Your 48" actually costs $199.99
http://www.drsfostersmith.com/Produ...t I'll post my satisfaction/disatisfaction :)


----------



## ianmoede (Jan 17, 2005)

Id look into the tek light. Its really the best engineered of them all.


----------



## ezeke1 (May 1, 2007)

ianmoede said:


> Id look into the tek light. Its really the best engineered of them all.


I agree, Tek Light appears to have rave reviews, but it costs alot more too. You get what you pay for I suppose


----------



## boink (Nov 29, 2006)

i have the 4ft 4 lamp tek and its made very well, and doesnt get too hot. i havent opened it so not sure what it looks like inside.


----------



## PinchHarmonic (Mar 30, 2007)

boink said:


> i have the 4ft 4 lamp tek and its made very well, and doesnt get too hot. i havent opened it so not sure what it looks like inside.

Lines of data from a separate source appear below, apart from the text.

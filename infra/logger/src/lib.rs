//! # Logger
//!
//! Logging setup for the `cfgsync` tools.
//!
//! Console output always goes to **stderr**: standard output is reserved for command results
//! (a fetched configuration value, progress lines), so it stays safe to pipe. An optional rolling
//! file layer records the same events, optionally as JSON. `RUST_LOG` overrides the configured
//! level; [`LoggerBuilder::env_filter`] sets a programmatic default such as
//! `"cfgsync_engine=debug,h2=warn"`.
//!
//! ## Example
//!
//! ```rust
//! # use cfgsync_logger::{Logger, LevelFilter};
//!
//! let _logger = Logger::builder()
//!     .name("cfgsync")
//!     .level(LevelFilter::WARN)
//!     .init()
//!     .unwrap();
//! ```

mod error;

pub use crate::error::{LoggerError, LoggerErrorExt};
pub use tracing::level_filters::LevelFilter;
pub use tracing_appender::rolling::Rotation;

use private::Sealed;
use std::io::IsTerminal;
use std::path::PathBuf;
use std::str::FromStr;
use tracing_appender::non_blocking::WorkerGuard;
use tracing_appender::rolling::RollingFileAppender;
use tracing_subscriber::fmt::layer;
use tracing_subscriber::layer::SubscriberExt;
use tracing_subscriber::util::SubscriberInitExt;
use tracing_subscriber::{EnvFilter, Layer};

const DEFAULT_MAX_FILES: usize = 7;
const LOG_FILE_SUFFIX: &str = "log";

#[derive(Debug)]
pub struct LoggerConfig {
    console: bool,
    ansi: bool,
    path: Option<PathBuf>,
    level: LevelFilter,
    rotation: Rotation,
    max_files: usize,
    json: bool,
    env_filter: Option<String>,
}

impl Default for LoggerConfig {
    fn default() -> Self {
        Self {
            console: true,
            ansi: std::io::stderr().is_terminal(),
            path: None,
            level: LevelFilter::WARN,
            rotation: Rotation::DAILY,
            max_files: DEFAULT_MAX_FILES,
            json: false,
            env_filter: None,
        }
    }
}

#[derive(Debug)]
pub struct NoName;
#[derive(Debug)]
pub struct WithName(String);
#[derive(Debug)]
pub struct NoFile;
#[derive(Debug)]
pub struct WithFile;

mod private {
    pub trait Sealed {}
}
impl Sealed for NoName {}
impl Sealed for WithName {}
impl Sealed for NoFile {}
impl Sealed for WithFile {}

/// A builder for configuring and initializing the global tracing subscriber.
#[derive(Debug)]
pub struct LoggerBuilder<N: Sealed = NoName, F: Sealed = NoFile> {
    config: LoggerConfig,
    name: N,
    file_state: std::marker::PhantomData<F>,
}

impl<F: Sealed> LoggerBuilder<NoName, F> {
    /// Sets the name of the logger, also used as the log file prefix.
    pub fn name(self, name: impl Into<String>) -> LoggerBuilder<WithName, F> {
        LoggerBuilder {
            name: WithName(name.into()),
            config: self.config,
            file_state: std::marker::PhantomData,
        }
    }
}

impl LoggerBuilder<WithName, WithFile> {
    #[must_use = "The builder must be configured before it can be used to initialize the logger."]
    pub const fn max_files(mut self, max: usize) -> Self {
        self.config.max_files = max;
        self
    }

    #[must_use = "The builder must be configured before it can be used to initialize the logger."]
    pub const fn rotation(mut self, rotation: Rotation) -> Self {
        self.config.rotation = rotation;
        self
    }

    /// Writes the file layer as JSON lines.
    #[must_use = "The builder must be configured before it can be used to initialize the logger."]
    pub const fn json(mut self, enabled: bool) -> Self {
        self.config.json = enabled;
        self
    }
}

impl<F: Sealed> LoggerBuilder<WithName, F> {
    #[must_use = "The builder must be configured before it can be used to initialize the logger."]
    pub const fn level(mut self, level: LevelFilter) -> Self {
        self.config.level = level;
        self
    }

    /// Adds an explicit env filter (e.g., `cfgsync_store=debug`).
    ///
    /// `RUST_LOG` is ignored when an explicit filter is set. Invalid filters make
    /// [`LoggerBuilder::init`] fail.
    #[must_use = "The builder must be configured before it can be used to initialize the logger."]
    pub fn env_filter(mut self, filter: impl Into<String>) -> Self {
        self.config.env_filter = Some(filter.into());
        self
    }

    /// Enables the stderr console layer.
    #[must_use = "The builder must be configured before it can be used to initialize the logger."]
    pub const fn console(mut self, enabled: bool) -> Self {
        self.config.console = enabled;
        self
    }

    /// Forces ANSI colors on or off for the console layer. Defaults to "stderr is a terminal".
    #[must_use = "The builder must be configured before it can be used to initialize the logger."]
    pub const fn ansi(mut self, enabled: bool) -> Self {
        self.config.ansi = enabled;
        self
    }

    /// Sets the directory for rolling log files.
    pub fn path(self, path: impl Into<PathBuf>) -> LoggerBuilder<WithName, WithFile> {
        let mut config = self.config;
        config.path = Some(path.into());
        LoggerBuilder { config, name: self.name, file_state: std::marker::PhantomData }
    }

    /// Consumes the builder and installs the global tracing subscriber.
    ///
    /// The returned [`Logger`] owns the background writer of the file layer; keep it alive
    /// until the process is about to exit.
    ///
    /// # Errors
    /// Returns [`LoggerError::Subscriber`] if a global subscriber has already been set.
    /// Returns [`LoggerError::InvalidConfiguration`] for invalid builder settings.
    /// Returns [`LoggerError::Directory`] if the log directory cannot be created.
    pub fn init(self) -> Result<Logger, LoggerError> {
        validate_config(&self.config, &self.name.0)?;

        let env_filter = build_env_filter(&self.config)?;

        let mut layers = Vec::new();

        if self.config.console {
            layers.push(
                layer()
                    .compact()
                    .with_target(false)
                    .with_ansi(self.config.ansi)
                    .with_writer(std::io::stderr)
                    .boxed(),
            );
        }

        let guard = if let Some(path) = self.config.path {
            std::fs::create_dir_all(&path)
                .context(format!("Failed to create path: {}", path.display()))?;

            let file_appender = RollingFileAppender::builder()
                .rotation(self.config.rotation)
                .filename_prefix(&self.name.0)
                .filename_suffix(LOG_FILE_SUFFIX)
                .max_log_files(self.config.max_files)
                .build(path)?;

            let (non_blocking, g) = tracing_appender::non_blocking(file_appender);

            let file_layer = layer().with_writer(non_blocking).with_ansi(false);

            let boxed =
                if self.config.json { file_layer.json().boxed() } else { file_layer.boxed() };

            layers.push(boxed);
            Some(g)
        } else {
            None
        };

        if layers.is_empty() {
            return Err(LoggerError::InvalidConfiguration {
                message: "No logging layers enabled. Enable console or file output.".into(),
                context: None,
            });
        }

        tracing_subscriber::registry().with(env_filter).with(layers).try_init()?;

        Ok(Logger { guard })
    }
}

/// A handle to the initialized logging system.
#[must_use = "Dropping this handle stops the background file writer."]
#[derive(Debug)]
pub struct Logger {
    guard: Option<WorkerGuard>,
}

impl Logger {
    /// Returns a new [`LoggerBuilder`].
    ///
    /// # Example
    ///
    /// ```rust
    /// use cfgsync_logger::{LevelFilter, Logger};
    ///
    /// let _logger = Logger::builder()
    ///     .name("cfgsync")
    ///     .level(LevelFilter::DEBUG)
    ///     .init()
    ///     .unwrap();
    /// ```
    #[must_use = "The builder must be configured before it can be used to initialize the logger."]
    pub fn builder() -> LoggerBuilder {
        LoggerBuilder {
            config: LoggerConfig::default(),
            name: NoName,
            file_state: std::marker::PhantomData,
        }
    }

    /// Returns a reference to the file writer guard, if a file layer is active.
    #[must_use]
    pub const fn guard(&self) -> Option<&WorkerGuard> {
        self.guard.as_ref()
    }
}

impl Drop for Logger {
    fn drop(&mut self) {
        if self.guard.is_some() {
            tracing::debug!("Logging system shutting down, flushing buffers...");
        }
    }
}

/// Parses a level name (`off`, `error`, `warn`, `info`, `debug`, `trace`), case-insensitively.
///
/// # Errors
/// Returns [`LoggerError::InvalidConfiguration`] for unknown names.
pub fn parse_level(level: &str) -> Result<LevelFilter, LoggerError> {
    LevelFilter::from_str(level.trim()).map_err(|e| LoggerError::InvalidConfiguration {
        message: format!("Invalid log level '{level}': {e}").into(),
        context: None,
    })
}

fn validate_config(config: &LoggerConfig, name: &str) -> Result<(), LoggerError> {
    if name.trim().is_empty() {
        return Err(LoggerError::InvalidConfiguration {
            message: "Logger name cannot be empty".into(),
            context: None,
        });
    }

    if config.max_files == 0 {
        return Err(LoggerError::InvalidConfiguration {
            message: "max_files must be greater than zero".into(),
            context: None,
        });
    }

    Ok(())
}

fn build_env_filter(config: &LoggerConfig) -> Result<EnvFilter, LoggerError> {
    let builder = EnvFilter::builder().with_default_directive(config.level.into());
    config.env_filter.as_ref().map_or_else(
        || Ok(builder.from_env_lossy()),
        |filter| {
            builder.parse(filter).map_err(|e| LoggerError::InvalidConfiguration {
                message: format!("Invalid env filter '{filter}': {e}").into(),
                context: None,
            })
        },
    )
}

Do you have your tech light hanging over your tank? My guess is you had to build something to attach the strings to. Do the sell legs for the Tek?

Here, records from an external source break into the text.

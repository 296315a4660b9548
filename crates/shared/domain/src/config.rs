use serde::Deserialize;
use std::fmt;
use std::path::PathBuf;
use std::time::Duration;

pub const DEFAULT_DIAL_TIMEOUT_SECS: u64 = 15;
pub const DEFAULT_LOG_LEVEL: &str = "warn";
pub const DEFAULT_FILE_MODE: u32 = 0o600;
pub const DEFAULT_DIR_MODE: u32 = 0o700;

/// Top-level configuration of the `cfgsync` tool.
#[derive(Default, Debug, Clone, Deserialize)]
#[serde(default)]
pub struct SyncConfig {
    pub store: StoreSettings,
    pub log: LogSettings,
    pub dump: DumpSettings,
}

/// Key-value store connection.
#[derive(Debug, Clone, Deserialize)]
#[serde(default)]
pub struct StoreSettings {
    /// Fallback endpoints when none are given on the command line.
    pub endpoints: Vec<String>,
    pub dial_timeout_secs: u64,
    /// Per-request limit; unbounded when absent.
    pub request_timeout_secs: Option<u64>,
    pub credentials: Option<StoreCredentials>,
}

#[derive(Clone, Deserialize)]
pub struct StoreCredentials {
    pub username: String,
    pub password: String,
}

impl fmt::Debug for StoreCredentials {
    fn fmt(&self, f: &mut fmt::Formatter<'_>) -> fmt::Result {
        f.debug_struct("StoreCredentials")
            .field("username", &self.username)
            .field("password", &"<redacted>")
            .finish()
    }
}

/// Logging output.
#[derive(Debug, Clone, Deserialize)]
#[serde(default)]
pub struct LogSettings {
    pub level: String,
    /// Optional env-filter directives, e.g. `cfgsync_store=debug`.
    pub filter: Option<String>,
    /// Rolling log files are written here when set.
    pub directory: Option<PathBuf>,
    pub json: bool,
}

/// Permissions of what `dump` creates (unix only).
#[derive(Debug, Clone, Copy, Deserialize)]
#[serde(default)]
pub struct DumpSettings {
    pub file_mode: u32,
    pub dir_mode: u32,
}

impl StoreSettings {
    #[must_use]
    pub const fn dial_timeout(&self) -> Duration {
        Duration::from_secs(self.dial_timeout_secs)
    }

    #[must_use]
    pub fn request_timeout(&self) -> Option<Duration> {
        self.request_timeout_secs.map(Duration::from_secs)
    }

    /// Endpoints given on the command line win over configured ones.
    #[must_use]
    pub fn with_endpoints(mut self, endpoints: Vec<String>) -> Self {
        if !endpoints.is_empty() {
            self.endpoints = endpoints;
        }
        self
    }
}

// --- Default ---

impl Default for StoreSettings {
    fn default() -> Self {
        Self {
            endpoints: Vec::new(),
            dial_timeout_secs: DEFAULT_DIAL_TIMEOUT_SECS,
            request_timeout_secs: None,
            credentials: None,
        }
    }
}

impl Default for LogSettings {
    fn default() -> Self {
        Self { level: DEFAULT_LOG_LEVEL.to_owned(), filter: None, directory: None, json: false }
    }
}

impl Default for DumpSettings {
    fn default() -> Self {
        Self { file_mode: DEFAULT_FILE_MODE, dir_mode: DEFAULT_DIR_MODE }
    }
}
pub mod error;
pub mod runtime;
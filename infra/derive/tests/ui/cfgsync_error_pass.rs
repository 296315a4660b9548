use cfgsync_derive::cfgsync_error;
use std::borrow::Cow;

#[cfgsync_error]
pub enum DemoError {
    #[error("IO error{}: {source}", format_context(.context))]
    Io {
        #[source]
        source: std::io::Error,
        context: Option<Cow<'static, str>>,
    },

    #[error("Internal error{}: {message}", format_context(.context))]
    Internal { message: Cow<'static, str>, context: Option<Cow<'static, str>> },
}

fn read() -> Result<Vec<u8>, DemoError> {
    let data = std::fs::read("/definitely/missing").context("Reading fixture")?;
    Ok(data)
}

fn main() {
    let err = read().unwrap_err();
    assert!(err.to_string().starts_with("IO error (Reading fixture): "));

    let internal: DemoError = "boom".into();
    assert_eq!(internal.to_string(), "Internal error: boom");
}
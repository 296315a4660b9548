fn main() {
    // Honor reproducible builds; fall back to the current time.
    let built = std::env::var("SOURCE_DATE_EPOCH")
        .ok()
        .and_then(|secs| secs.trim().parse::<i64>().ok())
        .and_then(|secs| chrono::DateTime::from_timestamp(secs, 0))
        .unwrap_or_else(chrono::Utc::now);

    println!("cargo:rustc-env=CFGSYNC_BUILD_TIME={}", built.format("%Y-%m-%dT%H:%M:%SZ"));
    println!("cargo:rerun-if-env-changed=SOURCE_DATE_EPOCH");
    println!("cargo:rerun-if-changed=build.rs");
}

Also, seems like the Tek doesn't have the moonlight, while it's not incredibly important, it is kinda cool =).


----------



## PinchHarmonic (Mar 30, 2007)

ezeke1 said:


> I don't have experience with the PFO but I just received my 36" Nova Extreme T5 today from
> Dr. Fosters and Smith. They have the best price for this particular lighting system.
> 
> Your 48" actually costs $199.99
> ...


----------



## ianmoede (Jan 17, 2005)

I have both the legs and the sunlight supply hangers. THe hangers are cheaper, but both are really nice options. I have NOTHING negative to say about the tek. Its really perfection.


----------



## boink (Nov 29, 2006)

i made a hanger with electrical conduit


----------



## PinchHarmonic (Mar 30, 2007)

ianmoede said:


> Id look into the tek light. Its really the best engineered of them all.

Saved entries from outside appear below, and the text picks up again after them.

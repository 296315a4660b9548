use cfgsync_derive::cfgsync_error;
use std::borrow::Cow;

#[cfgsync_error]
pub enum FileError {
    #[error("Read failed{}: {source}", format_context(.context))]
    Read { source: std::io::Error, context: Option<Cow<'static, str>> },

    #[error("Write failed{}: {source}", format_context(.context))]
    Write { source: std::io::Error, context: Option<Cow<'static, str>> },
}

fn main() {
    let read: FileError = std::io::Error::other("denied").into();
    assert!(matches!(read, FileError::Read { .. }));

    let write = FileError::Write { source: std::io::Error::other("full"), context: None };
    let write: Result<(), FileError> = Err(write);
    let write = write.context("Flushing").unwrap_err();
    assert_eq!(write.to_string(), "Write failed (Flushing): full");
}
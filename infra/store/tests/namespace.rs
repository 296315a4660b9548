use cfgsync_store::*;

fn env(name: &str) -> Environment {
    Environment::try_from(name).unwrap()
}

fn name(name: &str) -> ConfigName {
    ConfigName::try_from(name).unwrap()
}

#[tokio::test]
async fn test_namespace_isolation() {
    let client = MemoryClient::new();
    let prod = NamespacedStore::new(client.clone(), env("prod"));
    let dev = NamespacedStore::new(client.clone(), env("dev"));

    prod.set(&name("db.yaml"), b"prod").await.unwrap();
    dev.set(&name("db.yaml"), b"dev").await.unwrap();

    assert_eq!(prod.get(&name("db.yaml")).await.unwrap(), b"prod");
    assert_eq!(dev.get(&name("db.yaml")).await.unwrap(), b"dev");

    let keys: Vec<_> = client.snapshot().into_keys().collect();
    assert_eq!(keys, ["dev/db.yaml", "prod/db.yaml"]);
}

#[tokio::test]
async fn test_list_strips_prefix_and_ignores_lookalike_environments() {
    let client = MemoryClient::with_entries([
        ("prod/a.yaml", "1"),
        ("prod/b.yaml", "2"),
        ("prod2/c.yaml", "3"),
        ("prodx", "4"),
    ]);
    let prod = NamespacedStore::new(client, env("prod"));

    let set = prod.list_all().await.unwrap();
    assert_eq!(set.names().collect::<Vec<_>>(), ["a.yaml", "b.yaml"]);
    assert_eq!(set.get("b.yaml"), Some(&b"2"[..]));
    assert!(set.get("c.yaml").is_none());
}

#[tokio::test]
async fn test_list_keeps_names_that_are_not_valid_file_names() {
    let client = MemoryClient::with_entries([("prod/nested/x", "1")]);
    let prod = NamespacedStore::new(client, env("prod"));

    let set = prod.list_all().await.unwrap();
    assert_eq!(set.names().collect::<Vec<_>>(), ["nested/x"]);
    assert!(ConfigName::try_from("nested/x").is_err());
}

#[tokio::test]
async fn test_missing_key_is_not_found() {
    let prod = NamespacedStore::new(MemoryClient::new(), env("prod"));

    let err = prod.get(&name("absent")).await.unwrap_err();
    assert!(matches!(err, StoreError::NotFound { .. }));
    assert!(err.to_string().contains("prod/absent"));
}

#[tokio::test]
async fn test_delete_is_idempotent() {
    let client = MemoryClient::with_entries([("prod/a", "1")]);
    let prod = NamespacedStore::new(client.clone(), env("prod"));

    prod.delete(&name("a")).await.unwrap();
    prod.delete(&name("a")).await.unwrap();
    assert!(client.is_empty());
}

#[tokio::test]
async fn test_empty_environment_lists_nothing() {
    let prod = NamespacedStore::new(MemoryClient::new(), env("prod"));
    assert!(prod.list_all().await.unwrap().is_empty());
}

#[tokio::test]
async fn test_offline_store_surfaces_unavailable() {
    let client = MemoryClient::new();
    let prod = NamespacedStore::new(client.clone(), env("prod"));
    client.set_offline(true);

    let err = prod.list_all().await.unwrap_err();
    assert!(err.is_unavailable());
    let err = prod.set(&name("a"), b"x").await.unwrap_err();
    assert!(matches!(err, StoreError::Unavailable { .. }));
}
mod args;
mod commands;

use crate::args::Cli;
use anyhow::Context;
use cfgsync_engine::SyncEngine;
use cfgsync_kernel::config::load_config;
use cfgsync_kernel::domain::config::{LogSettings, SyncConfig};
use cfgsync_logger::{LevelFilter, Logger, LoggerError, parse_level};
use clap::{CommandFactory, Parser};
use std::process::ExitCode;
use tracing::{debug, warn};

const NO_ENDPOINTS: &str = "no store endpoint given\n\n\
    Pass endpoints after the verb arguments, e.g. `cfgsync get prod db.yaml http://127.0.0.1:2379`,\n\
    or set `store.endpoints` in the configuration file or CFGSYNC__STORE__ENDPOINTS.";

#[cfgsync_runtime::main(sequential)]
async fn main() -> anyhow::Result<ExitCode> {
    let cli = Cli::parse();

    let cfg: SyncConfig =
        load_config(cli.config.as_deref()).context("Critical: Configuration is malformed")?;

    let level = parse_level(cli.log_level.as_deref().unwrap_or(&cfg.log.level))?;
    let _log = init_logger(level, &cfg.log)?;

    let store = cfg.store.with_endpoints(cli.verb.endpoints().to_vec());
    if store.endpoints.is_empty() {
        Cli::command().error(clap::error::ErrorKind::MissingRequiredArgument, NO_ENDPOINTS).exit();
    }

    debug!(env = cli.verb.env(), endpoints = ?store.endpoints, "Connecting to store");
    let engine = SyncEngine::connect(&store, cli.verb.env()).await?.with_dump_settings(cfg.dump);

    let result =
        commands::run(&engine, cli.verb, &mut std::io::stdout(), &mut std::io::stderr()).await;
    engine.close().await;

    let clean = result?;
    if !clean {
        warn!("Finished with failed items");
    }
    Ok(if clean { ExitCode::SUCCESS } else { ExitCode::FAILURE })
}

fn init_logger(level: LevelFilter, log: &LogSettings) -> Result<Logger, LoggerError> {
    let mut builder = Logger::builder().name(env!("CARGO_BIN_NAME")).level(level);
    if let Some(filter) = &log.filter {
        builder = builder.env_filter(filter);
    }

    match &log.directory {
        Some(dir) => builder.path(dir).json(log.json).init(),
        None => builder.init(),
    }
}
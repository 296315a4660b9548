use cfgsync_logger::{LevelFilter, Logger, LoggerError};

#[test]
fn second_init_returns_subscriber_error() {
    let _logger = Logger::builder()
        .name("cfgsync-init-twice")
        .level(LevelFilter::INFO)
        .init()
        .expect("first init should succeed");

    let err = Logger::builder()
        .name("cfgsync-init-twice-second")
        .level(LevelFilter::INFO)
        .init()
        .expect_err("second init should fail");

    assert!(
        matches!(err, LoggerError::Subscriber { .. }),
        "expected subscriber error for second init"
    );
}
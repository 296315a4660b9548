use crate::error::StoreError;
use std::future::Future;

/// The minimal key-value surface the sync engine needs from a store.
///
/// Keys are UTF-8 strings, values are opaque bytes. Every call is a single linearizable request;
/// implementations do not retry. Transport failures surface as [`StoreError::Unavailable`].
pub trait KvClient: Send + Sync {
    /// Creates or overwrites `key`.
    fn put(&self, key: &str, value: &[u8]) -> impl Future<Output = Result<(), StoreError>> + Send;

    /// Reads `key`, `None` when absent.
    fn get(&self, key: &str) -> impl Future<Output = Result<Option<Vec<u8>>, StoreError>> + Send;

    /// Removes `key`. Deleting a missing key succeeds.
    fn delete(&self, key: &str) -> impl Future<Output = Result<(), StoreError>> + Send;

    /// Every pair whose key starts with `prefix`, ascending by key.
    fn list_by_prefix(
        &self,
        prefix: &str,
    ) -> impl Future<Output = Result<Vec<(String, Vec<u8>)>, StoreError>> + Send;

    /// Releases the connection. Further use of the client is impossible.
    fn close(self) -> impl Future<Output = ()> + Send
    where
        Self: Sized;
}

What kinds of things can I expect to be better for example? I am looking at different sites for tek t5 stuff and it doesn't really mention anything different than any other 54 watt t5. I can only guess maybe....

-Less noise
-Better durability

As far as lights are concerned, as long as both are t5 and 54 watt, the plants can't tell the difference and the viewer can't either right? I'm a total noobie so that's my assumption.


----------



## boink (Nov 29, 2006)

the tek has a solid build and doesnt feel cheap. there is no noise since there are no fans. cooling isnt an issue as it has vents and doesnt get hot, only warm.


----------



## PinchHarmonic (Mar 30, 2007)

boink said:


> the tek has a solid build and doesnt feel cheap. there is no noise since there are no fans. cooling isnt an issue as it has vents and doesnt get hot, only warm.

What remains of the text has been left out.